It Was Early Evening
by Richard P. Mayer
The wind blew open the door and Ozzie materialized.
He slid in sideways, a faded reflection un-detected.
A swarm of workaholics were struggling to decompress,
swathed in a stifling, fetid, florescent miasma.
Occupied in animated tête-à-tête they sling metaphors;
their fingers snatch chunky pieces of syntax in-flight.
Smoking vowels and snorting syllables by the line, they
carelessly aim their cold grey wolf eyes – probing.
Conversation flowed like the tide rolling in and out;
laughter replicating the crash of massive waves.
People were swallowed whole in the scrum;
reappearing moments later with a new identity.
Navigating the crowd without being seen was not difficult.
Ozzie says: everyone’s brain was recalibrated this night,
his presence similar to the static of a broken radio;
nearby but without form or function.
This particular occasion he chooses not to materialize,
believing that their fragile workaholic egos, if exposed,
will cause an existential crisis drifting into a contagion.

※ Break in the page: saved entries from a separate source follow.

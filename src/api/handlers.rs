// Copyright (c) 2025 Fabstir
// SPDX-License-Identifier: BUSL-1.1
//! Upload endpoint handlers

use std::path::Path;

use axum::{extract::State, response::IntoResponse, Json};
use axum_extra::extract::Multipart;
use tempfile::NamedTempFile;
use tracing::{debug, info, warn};

use super::errors::ApiError;
use super::http_server::AppState;
use super::response::{DetectResponse, ModelsResponse};
use crate::version;

/// Multipart field carrying the uploaded media
pub const UPLOAD_FIELD: &str = "file";

/// Uploaded file written to a temp file; removed when dropped
struct Upload {
    filename: String,
    file: NamedTempFile,
}

impl Upload {
    fn path(&self) -> &Path {
        self.file.path()
    }
}

/// GET /health - Liveness plus build information
pub async fn health_handler() -> impl IntoResponse {
    let mut body = version::get_version_info();
    body["status"] = serde_json::json!("ok");
    Json(body)
}

/// GET /v1/models - Model handles created so far and their state
pub async fn models_handler(State(state): State<AppState>) -> Json<ModelsResponse> {
    Json(ModelsResponse {
        default_model: state.default_model.clone(),
        backend_available: state.service.capability().is_available(),
        models: state.service.list_models().await,
    })
}

/// POST /v1/detect - Predict the product shown in an uploaded image
///
/// # Request
/// Multipart form with the image in the `file` field.
///
/// # Response
/// `status`, `filename`, `prediction`, `confidence`, `classId`, `metadata`.
/// "No Product Detected" is a successful response.
///
/// # Errors
/// - 400 Bad Request: no `file` field
/// - 503 Service Unavailable: configured weights missing or rejected
/// - 500 Internal Server Error: detector failure
pub async fn detect_handler(
    State(state): State<AppState>,
    multipart: Multipart,
) -> Result<Json<DetectResponse>, ApiError> {
    let upload = receive_upload(&state, multipart).await?;
    info!("📷 Image upload received: {}", upload.filename);

    let result = state
        .service
        .predict(&state.default_model, upload.path())
        .await?;

    Ok(Json(DetectResponse::new(upload.filename, result)))
}

/// POST /v1/detect-video - Predict from a representative frame of an uploaded video
///
/// # Errors
/// - 400 Bad Request: no `file` field, video cannot be opened, or no frame
///   could be extracted
/// - 503 / 500 as for `/v1/detect`
pub async fn detect_video_handler(
    State(state): State<AppState>,
    multipart: Multipart,
) -> Result<Json<DetectResponse>, ApiError> {
    let upload = receive_upload(&state, multipart).await?;
    info!("🎬 Video upload received: {}", upload.filename);

    let result = state
        .pipeline
        .predict_from_video(&state.default_model, upload.path())
        .await?;

    Ok(Json(DetectResponse::new(upload.filename, result)))
}

/// Stream the `file` field into a temp file that keeps the upload's extension
async fn receive_upload(state: &AppState, mut multipart: Multipart) -> Result<Upload, ApiError> {
    while let Some(field) = multipart.next_field().await.map_err(|e| {
        warn!("Invalid multipart body: {}", e);
        ApiError::InvalidRequest(format!("invalid multipart body: {}", e))
    })? {
        if field.name() != Some(UPLOAD_FIELD) {
            debug!("Skipping multipart field {:?}", field.name());
            continue;
        }

        let filename = field.file_name().unwrap_or("upload").to_string();
        let bytes = field
            .bytes()
            .await
            .map_err(|e| ApiError::InvalidRequest(format!("failed to read upload: {}", e)))?;

        let file = create_temp_file(state, &upload_suffix(&filename))?;
        tokio::fs::write(file.path(), &bytes)
            .await
            .map_err(|e| internal_io_error("failed to store upload", e))?;
        debug!("Stored {} bytes at {}", bytes.len(), file.path().display());

        return Ok(Upload { filename, file });
    }

    Err(ApiError::InvalidRequest(format!(
        "missing '{}' field in multipart body",
        UPLOAD_FIELD
    )))
}

fn create_temp_file(state: &AppState, suffix: &str) -> Result<NamedTempFile, ApiError> {
    let mut builder = tempfile::Builder::new();
    builder.prefix("upload-").suffix(suffix);
    match &state.upload_dir {
        Some(dir) => builder.tempfile_in(dir),
        None => builder.tempfile(),
    }
    .map_err(|e| internal_io_error("failed to create temp file", e))
}

fn internal_io_error(context: &str, err: std::io::Error) -> ApiError {
    ApiError::InternalError {
        error_type: "io_error",
        message: format!("{}: {}", context, err),
    }
}

/// `.ext` of the client filename, restricted to a short alphanumeric extension
fn upload_suffix(filename: &str) -> String {
    Path::new(filename)
        .extension()
        .and_then(|ext| ext.to_str())
        .filter(|ext| !ext.is_empty() && ext.len() <= 8)
        .filter(|ext| ext.chars().all(|c| c.is_ascii_alphanumeric()))
        .map(|ext| format!(".{}", ext.to_ascii_lowercase()))
        .unwrap_or_default()
}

So, he remains on the same frequency and moves about,
wicking energy from the self-absorbed participants;
always being careful to avoid the saturation point
Richard P. Mayer is a retired Clinician and Health Care Executive who lives in the Park Slope section of Brooklyn, New York, with his wife Patty. He started writing in his early twenties when he returned home from the military. During a re-location he lost the box that contained all of his hand-written poems, and they were gone forever. He recently experienced a desire to write again and enrolled in a creative writing course, read a lot of poetry, and has tried to be disciplined in both his reading of contemporary authors and taking the time to write more consistently. He views his work as not overly complex, hopefully easy to comprehend, and the cutting edge of nothing. The poem “It Was Early Evening” is based on individuals who work very long and stressful hours at their job and the process of “decompression” requisite to remain functional.